→ **Task objective**
Work through the data line by line, gathering every line that has the word "static".

→ **Given records**

#[cfg(test)]
mod spec {
    use service::{
        domain::{
            cart::Intent,
            inquiry::{PaymentMethod, VisitPeriod},
            listing::Category,
            transaction::Status,
            user::settings::{Change, Language, Notification, Theme},
            view::{Destination, Step},
        },
        read::favorite::Order,
    };

    use super::{Action, ParseError};

    fn parse(line: &str) -> Action {
        line.parse().unwrap()
    }

    #[test]
    fn parses_navigation() {
        assert!(matches!(parse("home"), Action::Go(Destination::Home)));
        assert!(matches!(
            parse("go  Dashboard"),
            Action::Go(Destination::Dashboard),
        ));
        assert!(matches!(
            parse("open #3"),
            Action::Go(Destination::PropertyDetails(Some(id))) if id == 3.into(),
        ));
        assert!(matches!(
            parse("go property-details"),
            Action::Go(Destination::PropertyDetails(None)),
        ));
        assert!(matches!(parse("prev"), Action::Photo(Step::Previous)));
    }

    #[test]
    fn parses_filters() {
        assert!(matches!(
            parse("search  Rua das Flores "),
            Action::Search(Some(s)) if s == "Rua das Flores",
        ));
        assert!(matches!(parse("search"), Action::Search(None)));
        assert!(matches!(
            parse("category loft"),
            Action::Category(Some(Category::Loft)),
        ));
        assert!(matches!(parse("category all"), Action::Category(None)));
        assert!(matches!(parse("featured on"), Action::Featured(true)));
        assert!(matches!(parse("sort price-high"), Action::Sort(Order::PriceHigh)));
        assert!(matches!(
            parse("status in-progress"),
            Action::Status(Some(Status::InProgress)),
        ));
    }

    #[test]
    fn parses_cart_actions() {
        assert!(matches!(
            parse("add 2 rent"),
            Action::Add { listing_id, intent: Intent::Rent } if listing_id == 2.into(),
        ));
        assert!(matches!(
            parse("add 2"),
            Action::Add { intent: Intent::Purchase, .. },
        ));
        assert!(matches!(
            parse("qty 2 0"),
            Action::Quantity { quantity: 0, .. },
        ));
        assert!(matches!(
            parse("qty 2 -3"),
            Action::Quantity { quantity: -3, .. },
        ));

        let Action::Checkout {
            payment,
            visit_date,
            visit_period,
        } = parse("checkout cash 2030-01-15 evening")
        else {
            panic!("not a checkout");
        };
        assert_eq!(payment, PaymentMethod::Cash);
        assert_eq!(visit_date.unwrap().to_date_string(), "2030-01-15");
        assert_eq!(visit_period, Some(VisitPeriod::Evening));
    }

    #[test]
    fn parses_account_actions() {
        let Action::LogIn { email, name } =
            parse("login ana@email.com Ana Souza")
        else {
            panic!("not a login");
        };
        assert_eq!(email.to_string(), "ana@email.com");
        assert_eq!(name.to_string(), "Ana Souza");

        assert!(matches!(parse("phone"), Action::SetPhone(None)));

        let Action::Contact { subject, message } =
            parse("contact Visit | Can I visit on Sunday?")
        else {
            panic!("not a contact");
        };
        assert_eq!(subject.to_string(), "Visit");
        assert_eq!(message.to_string(), "Can I visit on Sunday?");
    }

    #[test]
    fn rejects_malformed_input() {
        assert_eq!("".parse::<Action>().unwrap_err(), ParseError::Empty);
        assert_eq!(
            "fly".parse::<Action>().unwrap_err(),
            ParseError::UnknownCommand("fly".into()),
        );
        assert_eq!(
            "add".parse::<Action>().unwrap_err(),
            ParseError::Missing("listing"),
        );
        assert!(matches!(
            "add x".parse::<Action>().unwrap_err(),
            ParseError::Invalid { what: "listing", .. },
        ));
        assert!(matches!(
            "login not-an-email Ana".parse::<Action>().unwrap_err(),
            ParseError::Invalid { what: "email", .. },
        ));
        assert_eq!(
            "contact no separator".parse::<Action>().unwrap_err(),
            ParseError::Missing("message"),
        );
    }

    #[test]
    fn parses_settings() {
        assert!(matches!(
            parse("notify price-alerts off"),
            Action::Configure(Change::Notification(
                Notification::PriceAlerts,
                false,
            )),
        ));
        assert!(matches!(
            parse("language en-us"),
            Action::Configure(Change::Language(Language::EnUs)),
        ));
        assert!(matches!(
            parse("theme Dark"),
            Action::Configure(Change::Theme(Theme::Dark)),
        ));

        assert!(matches!(
            "notify sms-alerts".parse::<Action>(),
            Err(ParseError::Missing("on|off")),
        ));
        assert!(matches!(
            "theme neon".parse::<Action>(),
            Err(ParseError::Invalid { what: "theme", .. }),
        ));
    }
}
//! [`Command`] for toggling a favorite [`Listing`].

use std::convert::Infallible;

#[cfg(doc)]
use crate::domain::{Favorites, Listing};
use crate::{
    domain::{listing, Session},
    Service,
};

use super::Command;

/// [`Command`] for adding a [`Listing`] to [`Favorites`], or removing it
/// from there.
#[derive(Debug)]
pub struct ToggleFavorite<'s> {
    /// [`Session`] owning the [`Favorites`].
    pub session: &'s mut Session,

    /// ID of the [`Listing`] to toggle.
    pub listing_id: listing::Id,
}

impl<'s, Db, Bk> Command<ToggleFavorite<'s>> for Service<Db, Bk> {
    /// Indicator whether the [`Listing`] is a favorite after the toggle.
    type Ok = bool;
    type Err = Infallible;

    async fn execute(
        &self,
        cmd: ToggleFavorite<'s>,
    ) -> Result<Self::Ok, Self::Err> {
        let ToggleFavorite {
            session,
            listing_id,
        } = cmd;

        let favorite = session.favorites.toggle(listing_id);
        tracing::info!(%listing_id, favorite, "favorite toggled");

        Ok(favorite)
    }
}
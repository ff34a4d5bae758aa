//! [`Query`] collection related to a [`Cart`].

use std::convert::Infallible;

use crate::{
    domain::{cart, Cart},
    Query, Service,
};

/// Queries [`cart::Totals`] of a [`Cart`] under the configured
/// [`cart::Pricing`].
#[derive(Clone, Copy, Debug)]
pub struct Totals<'c>(pub &'c Cart);

impl<'c, Db, Bk> Query<Totals<'c>> for Service<Db, Bk> {
    type Ok = cart::Totals;
    type Err = Infallible;

    async fn execute(
        &self,
        Totals(cart): Totals<'c>,
    ) -> Result<Self::Ok, Self::Err> {
        Ok(cart.totals(&self.config().pricing))
    }
}
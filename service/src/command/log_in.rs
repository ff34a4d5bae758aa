//! [`Command`] for logging a [`User`] in.

use std::convert::Infallible;

#[cfg(doc)]
use crate::domain::{view::Destination, Router};
use crate::{
    domain::{user, view::Navigation, Session, User},
    Service,
};

use super::Command;

/// [`Command`] for logging a [`User`] in.
///
/// No credentials are verified: any well-formed [`user::Name`] and
/// [`user::Email`] pair is accepted, replacing the current [`User`], if any.
#[derive(Debug)]
pub struct LogIn<'s> {
    /// [`Session`] to log in.
    pub session: &'s mut Session,

    /// [`user::Name`] of the [`User`].
    pub name: user::Name,

    /// [`user::Email`] of the [`User`].
    pub email: user::Email,
}

impl<'s, Db, Bk> Command<LogIn<'s>> for Service<Db, Bk> {
    /// [`Navigation`] to the [`Destination`] awaiting the log-in, if any.
    type Ok = Option<Navigation>;
    type Err = Infallible;

    async fn execute(&self, cmd: LogIn<'s>) -> Result<Self::Ok, Self::Err> {
        let LogIn {
            session,
            name,
            email,
        } = cmd;

        tracing::info!(%email, "user logged in");
        session.user = Some(User {
            name,
            email,
            phone: None,
            settings: user::Settings::default(),
        });

        Ok(session.router.resume())
    }
}

#[cfg(test)]
mod spec {
    use crate::{
        command::{Command as _, Navigate},
        domain::{
            user,
            view::{Destination, Navigation, View},
            Session,
        },
        spec::service,
    };

    use super::LogIn;

    fn log_in(session: &mut Session) -> LogIn<'_> {
        LogIn {
            session,
            name: user::Name::new("Ana Souza").unwrap(),
            email: user::Email::new("ana@email.com").unwrap(),
        }
    }

    #[tokio::test]
    async fn continues_to_pending_destination() {
        let svc = service();
        let mut session = Session::default();
        _ = svc
            .execute(Navigate {
                session: &mut session,
                to: Destination::Transactions,
            })
            .await
            .unwrap();

        let resumed = svc.execute(log_in(&mut session)).await.unwrap();

        assert_eq!(resumed, Some(Navigation::Shown));
        assert_eq!(session.router.view(), View::Transactions);
        assert_eq!(
            session.user.as_ref().map(|u| u.email.to_string()).as_deref(),
            Some("ana@email.com"),
        );
    }

    #[tokio::test]
    async fn stays_in_place_without_pending_destination() {
        let svc = service();
        let mut session = Session::default();
        _ = svc
            .execute(Navigate {
                session: &mut session,
                to: Destination::About,
            })
            .await
            .unwrap();

        let resumed = svc.execute(log_in(&mut session)).await.unwrap();

        assert_eq!(resumed, None);
        assert_eq!(session.router.view(), View::About);
        assert!(session.is_logged_in());
    }
}
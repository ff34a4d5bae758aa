//! Text rendering of views.

use std::fmt::Write as _;

use itertools::Itertools as _;
use service::{
    domain::{
        cart::{self, Line},
        transaction::{Rating, Status},
        user::settings::Notification,
        view::{Fallback, Navigation},
        Cart, Favorites, Listing, Transaction, User,
    },
    read::{
        self,
        favorite::{Entry, Order},
    },
};

/// Renders the catalog of [`Listing`]s.
#[must_use]
pub fn home(
    listings: &[Listing],
    favorites: &Favorites,
    filter: &read::listing::list::Filter,
) -> String {
    let mut out = format!("HOME: {} listing(s)", listings.len());
    let active = [
        filter.search.as_ref().map(|s| format!("search \"{s}\"")),
        filter.category.map(|c| format!("category {c}")),
        filter.featured_only.then(|| "featured only".to_owned()),
    ];
    if active.iter().any(Option::is_some) {
        _ = write!(out, " ({})", active.iter().flatten().join(", "));
    }

    if listings.is_empty() {
        out.push_str("\n  No listings match the filters.");
    }
    for l in listings {
        _ = write!(
            out,
            "\n  {} #{:<3} {} | {} | {} | {} bd, {} ba, {} | {}{}",
            if favorites.contains(l.id) { '*' } else { ' ' },
            l.id,
            l.title,
            l.price,
            l.address,
            l.bedrooms,
            l.bathrooms,
            l.area,
            l.category,
            if l.featured { " | FEATURED" } else { "" },
        );
    }
    out
}

/// Renders details of a single [`Listing`] with its `photo`-th photo.
#[must_use]
pub fn details(
    listing: &Listing,
    photo: usize,
    favorite: bool,
    line: Option<&Line>,
) -> String {
    let Listing {
        id,
        title,
        price,
        address,
        bedrooms,
        bathrooms,
        area,
        category,
        featured,
        ..
    } = listing;

    let mut out = format!("PROPERTY #{id}: {title}");
    if *featured {
        out.push_str(" [FEATURED]");
    }
    _ = write!(
        out,
        "\n  {price}\n  {address}\n  {category}: {bedrooms} bedroom(s), \
         {bathrooms} bathroom(s), {area}",
    );
    if let Some(url) = listing.photos().nth(photo) {
        _ = write!(
            out,
            "\n  Photo {}/{}: {url}",
            photo + 1,
            listing.num_photos(),
        );
    }
    _ = write!(
        out,
        "\n  {}",
        if favorite { "In favorites" } else { "Not in favorites" },
    );
    if let Some(line) = line {
        _ = write!(out, "\n  In cart: {} x{}", line.intent, line.quantity);
    }
    out
}

/// Renders favorite [`Entry`]s.
#[must_use]
pub fn favorites(
    entries: &[Entry],
    filter: &read::favorite::Filter,
    order: Order,
    total: usize,
) -> String {
    let mut out =
        format!("FAVORITES: {} of {total}, sorted by {order}", entries.len());
    if let Some(s) = &filter.search {
        _ = write!(out, ", search \"{s}\"");
    }
    if let Some(c) = filter.category {
        _ = write!(out, ", category {c}");
    }

    if total == 0 {
        out.push_str("\n  No favorites yet: use `fav <listing>` to add one.");
    } else if entries.is_empty() {
        out.push_str("\n  No favorites match the filters.");
    }
    for Entry { listing: l, added_at } in entries {
        _ = write!(
            out,
            "\n  #{:<3} {} | {} | {} | {} | added {}",
            l.id,
            l.title,
            l.price,
            l.area,
            l.category,
            added_at.to_date_string(),
        );
    }
    out
}

/// Renders the history of [`Transaction`]s.
#[must_use]
pub fn transactions(
    txs: &[Transaction],
    stats: &read::transaction::Stats,
    filter: &read::transaction::list::Filter,
) -> String {
    let read::transaction::Stats {
        total,
        completed,
        in_progress,
        volume,
    } = stats;

    let mut out = format!(
        "TRANSACTIONS: {total} total, {completed} completed, \
         {in_progress} in progress, volume {}",
        volume.as_ref().map_or_else(|| "-".to_owned(), ToString::to_string),
    );
    _ = write!(
        out,
        "\n  Showing {} ({}, {}{})",
        txs.len(),
        filter.status.map_or_else(|| "any status".to_owned(), |s| s.to_string()),
        filter.period,
        filter
            .search
            .as_ref()
            .map(|s| format!(", search \"{s}\""))
            .unwrap_or_default(),
    );

    if txs.is_empty() {
        out.push_str("\n  No transactions match the filters.");
    }
    for tx in txs {
        _ = write!(
            out,
            "\n  {} | {} | {} | {} | {} | {}\n    {} | broker {}",
            tx.code,
            tx.date.to_date_string(),
            tx.kind,
            tx.status,
            tx.amount,
            tx.title,
            tx.address,
            tx.broker,
        );
        match tx.status {
            Status::InProgress => {
                if let Some(p) = tx.progress {
                    _ = write!(out, " | progress {p}");
                }
            }
            Status::Completed => {
                if let Some(r) = tx.rating {
                    _ = write!(out, " | rated {}/{}", r.stars(), Rating::MAX);
                }
            }
            Status::Pending | Status::Cancelled => {}
        }
        if !tx.documents.is_empty() {
            _ = write!(out, "\n    documents: {}", tx.documents.iter().join(", "));
        }
    }
    out
}

/// Renders the personal area of the logged-in [`User`].
#[must_use]
pub fn dashboard(
    user: &User,
    favorites: usize,
    totals: &cart::Totals,
    stats: &read::transaction::Stats,
) -> String {
    format!(
        "DASHBOARD: welcome, {}\n  Favorites: {favorites}\n  \
         Cart: {} listing(s), {} unit(s), total {}\n  \
         Transactions: {} ({} in progress)",
        user.name,
        totals.lines,
        totals.units,
        totals.total,
        stats.total,
        stats.in_progress,
    )
}

/// Renders profile settings of the logged-in [`User`].
#[must_use]
pub fn profile(user: &User) -> String {
    let settings = &user.settings;
    let notifications = Notification::ALL.iter().format_with("", |&n, f| {
        f(&format_args!(
            "\n    {:<20} {}",
            n.to_string(),
            if settings.is_enabled(n) { "on" } else { "off" },
        ))
    });
    format!(
        "PROFILE\n  Name:  {}\n  Email: {}\n  Phone: {}\n  \
         Notifications:{notifications}\n  \
         Preferences: language {}, currency {}, theme {}",
        user.name,
        user.email,
        user.phone
            .as_ref()
            .map_or_else(|| "-".to_owned(), ToString::to_string),
        settings.language,
        settings.currency,
        settings.theme,
    )
}

/// Renders the informational page about the agency.
#[must_use]
pub fn about() -> &'static str {
    "ABOUT\n  \
     A real estate agency helping to buy, sell and rent apartments, \
     houses, penthouses and lofts.\n  \
     Use `contact <subject> | <message>` to reach us."
}

/// Renders the [`Cart`] along with its [`cart::Totals`].
#[must_use]
pub fn cart(cart: &Cart, totals: &cart::Totals) -> String {
    if cart.is_empty() {
        return "CART is empty: use `add <listing>` to express an interest."
            .to_owned();
    }

    let lines = cart.lines().iter().format_with("", |l, f| {
        f(&format_args!(
            "\n  #{:<3} {} | {} | {} x{} = {}",
            l.listing_id,
            l.title,
            l.intent,
            l.price,
            l.quantity,
            l.total(),
        ))
    });
    let cart::Totals {
        subtotal,
        documentation_fee,
        transfer_tax,
        total,
        lines: num_lines,
        units,
    } = totals;
    format!(
        "CART: {num_lines} listing(s), {units} unit(s){lines}\n  \
         Subtotal:          {subtotal}\n  \
         Documentation fee: {documentation_fee}\n  \
         Transfer tax:      {transfer_tax}\n  \
         Total:             {total}",
    )
}

/// Renders a notice about the provided [`Navigation`], if it needs one.
#[must_use]
pub fn navigation(navigation: Navigation) -> Option<&'static str> {
    match navigation {
        Navigation::Shown => None,
        Navigation::Redirected(Fallback::MissingListing) => {
            Some("Listing not found, showing the catalog instead.")
        }
        Navigation::Redirected(Fallback::LogInRequired) => Some(
            "Log in to open this page: `login <email> <name>`. \
             It opens right after.",
        ),
    }
}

→ **The answer**
pub fn about() -> &'static str {
pub fn navigation(navigation: Navigation) -> Option<&'static str> {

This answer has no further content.